GOAL OF THE EXERCISE => The expected answer holds every line from the first line of the data below through the line containing "Rows for the", exactly as written, and no other line.

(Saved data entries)
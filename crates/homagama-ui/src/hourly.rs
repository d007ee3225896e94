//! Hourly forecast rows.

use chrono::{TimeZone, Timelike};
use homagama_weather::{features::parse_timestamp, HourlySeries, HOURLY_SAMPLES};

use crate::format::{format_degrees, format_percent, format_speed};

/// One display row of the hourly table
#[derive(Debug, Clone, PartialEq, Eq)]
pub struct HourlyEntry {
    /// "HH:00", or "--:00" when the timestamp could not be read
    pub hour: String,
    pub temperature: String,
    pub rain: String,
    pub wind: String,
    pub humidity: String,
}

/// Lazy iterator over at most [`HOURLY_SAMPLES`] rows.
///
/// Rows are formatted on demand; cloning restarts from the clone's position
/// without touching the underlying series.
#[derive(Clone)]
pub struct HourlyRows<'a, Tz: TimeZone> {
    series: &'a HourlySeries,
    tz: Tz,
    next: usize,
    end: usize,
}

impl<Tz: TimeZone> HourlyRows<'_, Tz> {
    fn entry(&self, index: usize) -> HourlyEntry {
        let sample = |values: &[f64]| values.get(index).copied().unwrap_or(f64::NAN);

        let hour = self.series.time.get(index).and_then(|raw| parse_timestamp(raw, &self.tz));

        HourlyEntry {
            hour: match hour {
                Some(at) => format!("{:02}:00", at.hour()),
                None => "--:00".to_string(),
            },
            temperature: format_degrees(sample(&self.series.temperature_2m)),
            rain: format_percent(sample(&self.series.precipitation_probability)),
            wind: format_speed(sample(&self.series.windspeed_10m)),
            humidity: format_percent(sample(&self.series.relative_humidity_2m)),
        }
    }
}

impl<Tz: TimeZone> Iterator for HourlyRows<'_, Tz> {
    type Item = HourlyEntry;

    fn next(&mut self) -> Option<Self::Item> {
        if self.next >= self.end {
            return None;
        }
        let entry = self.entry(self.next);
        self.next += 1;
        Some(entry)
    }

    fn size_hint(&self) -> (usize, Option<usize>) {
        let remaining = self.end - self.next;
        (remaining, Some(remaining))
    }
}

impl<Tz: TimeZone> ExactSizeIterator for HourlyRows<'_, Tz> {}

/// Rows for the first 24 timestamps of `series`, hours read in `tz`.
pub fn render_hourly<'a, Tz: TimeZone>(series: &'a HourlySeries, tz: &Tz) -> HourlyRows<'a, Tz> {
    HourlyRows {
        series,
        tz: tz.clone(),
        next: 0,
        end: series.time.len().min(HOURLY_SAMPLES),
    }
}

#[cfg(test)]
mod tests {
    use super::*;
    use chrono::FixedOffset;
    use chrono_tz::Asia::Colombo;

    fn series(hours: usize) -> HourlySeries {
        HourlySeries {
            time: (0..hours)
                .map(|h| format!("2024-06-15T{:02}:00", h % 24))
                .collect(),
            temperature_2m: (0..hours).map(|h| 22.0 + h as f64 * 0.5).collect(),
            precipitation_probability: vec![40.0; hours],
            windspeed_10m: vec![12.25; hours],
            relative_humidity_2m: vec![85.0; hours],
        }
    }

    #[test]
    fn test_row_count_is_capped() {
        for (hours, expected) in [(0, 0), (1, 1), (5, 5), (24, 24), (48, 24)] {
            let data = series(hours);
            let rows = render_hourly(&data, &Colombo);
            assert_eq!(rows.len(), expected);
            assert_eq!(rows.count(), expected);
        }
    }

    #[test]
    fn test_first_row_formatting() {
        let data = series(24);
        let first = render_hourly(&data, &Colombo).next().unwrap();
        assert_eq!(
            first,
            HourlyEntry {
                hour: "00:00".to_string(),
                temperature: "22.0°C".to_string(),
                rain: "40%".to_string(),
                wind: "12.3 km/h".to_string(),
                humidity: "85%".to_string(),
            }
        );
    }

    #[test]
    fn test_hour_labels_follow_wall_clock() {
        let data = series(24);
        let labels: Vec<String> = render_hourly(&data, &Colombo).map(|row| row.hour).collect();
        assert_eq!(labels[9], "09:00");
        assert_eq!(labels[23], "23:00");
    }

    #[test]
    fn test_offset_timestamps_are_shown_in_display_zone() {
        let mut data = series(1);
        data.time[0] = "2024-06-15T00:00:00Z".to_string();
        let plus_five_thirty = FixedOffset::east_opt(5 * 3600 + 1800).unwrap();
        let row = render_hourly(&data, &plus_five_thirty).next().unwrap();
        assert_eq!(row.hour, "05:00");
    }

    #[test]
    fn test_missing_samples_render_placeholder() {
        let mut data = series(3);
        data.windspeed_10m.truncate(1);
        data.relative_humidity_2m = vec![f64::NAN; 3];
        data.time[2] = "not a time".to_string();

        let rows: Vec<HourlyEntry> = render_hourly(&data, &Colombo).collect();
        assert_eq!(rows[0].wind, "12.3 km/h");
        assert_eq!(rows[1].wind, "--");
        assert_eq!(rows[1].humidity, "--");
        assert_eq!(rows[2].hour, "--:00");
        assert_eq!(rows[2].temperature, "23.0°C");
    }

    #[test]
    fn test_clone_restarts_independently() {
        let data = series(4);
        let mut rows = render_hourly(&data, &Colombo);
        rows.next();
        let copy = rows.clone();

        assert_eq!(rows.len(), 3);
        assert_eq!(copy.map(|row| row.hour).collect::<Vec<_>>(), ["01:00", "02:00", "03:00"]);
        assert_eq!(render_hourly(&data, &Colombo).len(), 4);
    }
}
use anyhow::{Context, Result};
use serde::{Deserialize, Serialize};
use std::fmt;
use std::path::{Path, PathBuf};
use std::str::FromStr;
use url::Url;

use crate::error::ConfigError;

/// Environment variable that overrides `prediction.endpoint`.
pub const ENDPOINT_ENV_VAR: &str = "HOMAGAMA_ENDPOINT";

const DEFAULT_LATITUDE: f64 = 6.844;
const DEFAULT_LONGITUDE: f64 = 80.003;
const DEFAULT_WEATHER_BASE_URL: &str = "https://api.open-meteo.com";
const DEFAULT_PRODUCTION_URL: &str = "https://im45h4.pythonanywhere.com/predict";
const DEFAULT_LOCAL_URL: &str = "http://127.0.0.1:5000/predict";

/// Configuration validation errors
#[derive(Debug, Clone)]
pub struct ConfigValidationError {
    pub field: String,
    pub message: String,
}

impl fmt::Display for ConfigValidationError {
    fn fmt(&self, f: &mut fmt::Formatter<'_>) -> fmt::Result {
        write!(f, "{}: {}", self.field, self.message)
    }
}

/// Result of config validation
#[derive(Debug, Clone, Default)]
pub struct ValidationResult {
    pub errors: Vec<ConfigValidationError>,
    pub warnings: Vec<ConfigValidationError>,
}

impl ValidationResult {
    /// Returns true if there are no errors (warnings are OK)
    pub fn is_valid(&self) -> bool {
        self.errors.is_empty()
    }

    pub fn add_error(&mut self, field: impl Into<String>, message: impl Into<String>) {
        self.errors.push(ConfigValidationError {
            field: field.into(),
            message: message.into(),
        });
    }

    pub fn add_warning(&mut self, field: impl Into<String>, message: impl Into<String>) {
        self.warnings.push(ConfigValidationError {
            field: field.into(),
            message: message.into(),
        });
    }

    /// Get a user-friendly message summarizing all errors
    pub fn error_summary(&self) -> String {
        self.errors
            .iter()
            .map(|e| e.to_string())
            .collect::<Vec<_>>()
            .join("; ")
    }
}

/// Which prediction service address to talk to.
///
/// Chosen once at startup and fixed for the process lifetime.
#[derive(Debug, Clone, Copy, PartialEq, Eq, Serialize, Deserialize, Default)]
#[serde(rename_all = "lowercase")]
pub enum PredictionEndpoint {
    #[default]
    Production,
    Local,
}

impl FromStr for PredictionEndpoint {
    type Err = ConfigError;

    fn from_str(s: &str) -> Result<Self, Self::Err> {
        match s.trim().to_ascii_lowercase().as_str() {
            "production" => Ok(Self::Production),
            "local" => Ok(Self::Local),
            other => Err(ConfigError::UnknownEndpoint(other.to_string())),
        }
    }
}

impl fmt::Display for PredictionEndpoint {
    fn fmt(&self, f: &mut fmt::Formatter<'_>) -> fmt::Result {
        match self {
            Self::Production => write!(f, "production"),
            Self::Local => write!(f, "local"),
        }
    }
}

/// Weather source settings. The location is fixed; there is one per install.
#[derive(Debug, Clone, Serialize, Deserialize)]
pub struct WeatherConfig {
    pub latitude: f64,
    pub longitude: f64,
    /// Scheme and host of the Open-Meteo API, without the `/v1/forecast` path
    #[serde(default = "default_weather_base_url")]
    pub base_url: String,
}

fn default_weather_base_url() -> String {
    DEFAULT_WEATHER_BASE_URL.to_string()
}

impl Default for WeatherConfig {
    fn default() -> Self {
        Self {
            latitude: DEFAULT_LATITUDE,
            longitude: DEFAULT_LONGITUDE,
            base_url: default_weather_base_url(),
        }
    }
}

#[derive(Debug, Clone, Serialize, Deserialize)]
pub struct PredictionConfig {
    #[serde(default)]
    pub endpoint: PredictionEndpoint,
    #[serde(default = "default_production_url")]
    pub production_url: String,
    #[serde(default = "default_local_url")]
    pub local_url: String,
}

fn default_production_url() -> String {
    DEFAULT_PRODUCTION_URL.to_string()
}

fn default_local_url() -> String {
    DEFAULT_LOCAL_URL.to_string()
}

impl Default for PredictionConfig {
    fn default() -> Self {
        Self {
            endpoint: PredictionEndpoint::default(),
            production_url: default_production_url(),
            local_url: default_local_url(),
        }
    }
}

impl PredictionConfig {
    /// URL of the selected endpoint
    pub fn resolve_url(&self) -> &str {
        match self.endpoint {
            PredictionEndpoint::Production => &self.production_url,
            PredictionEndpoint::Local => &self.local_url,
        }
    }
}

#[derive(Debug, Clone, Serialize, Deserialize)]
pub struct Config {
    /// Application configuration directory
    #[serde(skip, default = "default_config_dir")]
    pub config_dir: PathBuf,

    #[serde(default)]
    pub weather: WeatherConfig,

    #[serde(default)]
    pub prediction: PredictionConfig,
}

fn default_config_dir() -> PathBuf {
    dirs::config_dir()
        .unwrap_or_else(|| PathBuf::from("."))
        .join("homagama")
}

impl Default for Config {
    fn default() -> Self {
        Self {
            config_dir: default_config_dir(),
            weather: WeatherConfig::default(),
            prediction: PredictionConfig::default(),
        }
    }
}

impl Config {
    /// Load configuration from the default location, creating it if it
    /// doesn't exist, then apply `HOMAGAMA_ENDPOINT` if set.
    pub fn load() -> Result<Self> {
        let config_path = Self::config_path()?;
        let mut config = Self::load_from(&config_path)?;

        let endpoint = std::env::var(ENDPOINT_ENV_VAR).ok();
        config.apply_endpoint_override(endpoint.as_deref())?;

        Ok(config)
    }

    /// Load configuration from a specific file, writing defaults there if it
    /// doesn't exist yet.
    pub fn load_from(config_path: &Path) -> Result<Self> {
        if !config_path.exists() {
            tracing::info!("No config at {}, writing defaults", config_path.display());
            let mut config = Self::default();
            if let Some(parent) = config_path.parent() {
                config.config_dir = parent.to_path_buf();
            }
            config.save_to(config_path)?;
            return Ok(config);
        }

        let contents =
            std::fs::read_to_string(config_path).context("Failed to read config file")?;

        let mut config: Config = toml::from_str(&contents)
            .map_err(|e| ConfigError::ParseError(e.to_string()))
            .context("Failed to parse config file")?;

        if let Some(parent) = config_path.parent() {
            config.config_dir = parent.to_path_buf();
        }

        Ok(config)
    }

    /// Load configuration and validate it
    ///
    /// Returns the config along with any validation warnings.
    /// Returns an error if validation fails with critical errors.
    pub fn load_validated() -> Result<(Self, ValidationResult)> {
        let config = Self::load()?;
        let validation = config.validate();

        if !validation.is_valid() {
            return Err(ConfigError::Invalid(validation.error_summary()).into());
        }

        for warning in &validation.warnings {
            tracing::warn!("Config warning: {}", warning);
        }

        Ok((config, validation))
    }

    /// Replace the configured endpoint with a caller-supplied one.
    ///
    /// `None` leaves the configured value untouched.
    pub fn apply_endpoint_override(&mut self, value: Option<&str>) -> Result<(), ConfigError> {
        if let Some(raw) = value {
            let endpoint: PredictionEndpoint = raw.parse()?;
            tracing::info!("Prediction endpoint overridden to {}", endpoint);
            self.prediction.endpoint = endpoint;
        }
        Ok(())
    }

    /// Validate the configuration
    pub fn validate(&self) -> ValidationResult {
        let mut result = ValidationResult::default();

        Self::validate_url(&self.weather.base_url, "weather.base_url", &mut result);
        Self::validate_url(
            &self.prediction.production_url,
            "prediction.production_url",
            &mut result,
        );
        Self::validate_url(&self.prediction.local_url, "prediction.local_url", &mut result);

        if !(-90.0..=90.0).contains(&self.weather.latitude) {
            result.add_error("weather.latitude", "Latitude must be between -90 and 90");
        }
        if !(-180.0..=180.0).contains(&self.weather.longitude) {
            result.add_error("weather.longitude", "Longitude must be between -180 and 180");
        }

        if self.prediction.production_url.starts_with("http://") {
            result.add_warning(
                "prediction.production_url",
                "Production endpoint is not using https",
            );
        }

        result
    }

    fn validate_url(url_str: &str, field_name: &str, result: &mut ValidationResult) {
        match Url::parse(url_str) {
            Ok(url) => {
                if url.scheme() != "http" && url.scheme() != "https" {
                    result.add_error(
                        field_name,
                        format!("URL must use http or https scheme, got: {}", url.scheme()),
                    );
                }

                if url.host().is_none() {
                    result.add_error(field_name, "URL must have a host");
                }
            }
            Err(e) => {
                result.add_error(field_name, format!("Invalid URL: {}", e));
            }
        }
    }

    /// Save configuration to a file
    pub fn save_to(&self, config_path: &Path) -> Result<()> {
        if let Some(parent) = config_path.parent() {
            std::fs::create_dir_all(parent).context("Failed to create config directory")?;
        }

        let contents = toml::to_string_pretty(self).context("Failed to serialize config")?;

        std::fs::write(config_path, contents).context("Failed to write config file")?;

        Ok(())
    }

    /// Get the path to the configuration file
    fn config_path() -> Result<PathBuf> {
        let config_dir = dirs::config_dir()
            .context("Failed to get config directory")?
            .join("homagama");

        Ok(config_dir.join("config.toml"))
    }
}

SOLUTION TO THE EXERCISE =>
filename crates/homagama-ui/src/hourly.rs
repository d007ee3225896e94
//! Hourly forecast rows.

use chrono::{TimeZone, Timelike};
use homagama_weather::{features::parse_timestamp, HourlySeries, HOURLY_SAMPLES};

use crate::format::{format_degrees, format_percent, format_speed};

/// One display row of the hourly table
#[derive(Debug, Clone, PartialEq, Eq)]
pub struct HourlyEntry {
    /// "HH:00", or "--:00" when the timestamp could not be read
    pub hour: String,
    pub temperature: String,
    pub rain: String,
    pub wind: String,
    pub humidity: String,
}

/// Lazy iterator over at most [`HOURLY_SAMPLES`] rows.
///
/// Rows are formatted on demand; cloning restarts from the clone's position
/// without touching the underlying series.
#[derive(Clone)]
pub struct HourlyRows<'a, Tz: TimeZone> {
    series: &'a HourlySeries,
    tz: Tz,
    next: usize,
    end: usize,
}

impl<Tz: TimeZone> HourlyRows<'_, Tz> {
    fn entry(&self, index: usize) -> HourlyEntry {
        let sample = |values: &[f64]| values.get(index).copied().unwrap_or(f64::NAN);

        let hour = self.series.time.get(index).and_then(|raw| parse_timestamp(raw, &self.tz));

        HourlyEntry {
            hour: match hour {
                Some(at) => format!("{:02}:00", at.hour()),
                None => "--:00".to_string(),
            },
            temperature: format_degrees(sample(&self.series.temperature_2m)),
            rain: format_percent(sample(&self.series.precipitation_probability)),
            wind: format_speed(sample(&self.series.windspeed_10m)),
            humidity: format_percent(sample(&self.series.relative_humidity_2m)),
        }
    }
}

impl<Tz: TimeZone> Iterator for HourlyRows<'_, Tz> {
    type Item = HourlyEntry;

    fn next(&mut self) -> Option<Self::Item> {
        if self.next >= self.end {
            return None;
        }
        let entry = self.entry(self.next);
        self.next += 1;
        Some(entry)
    }

    fn size_hint(&self) -> (usize, Option<usize>) {
        let remaining = self.end - self.next;
        (remaining, Some(remaining))
    }
}

impl<Tz: TimeZone> ExactSizeIterator for HourlyRows<'_, Tz> {}

/// Rows for the first 24 timestamps of `series`, hours read in `tz`.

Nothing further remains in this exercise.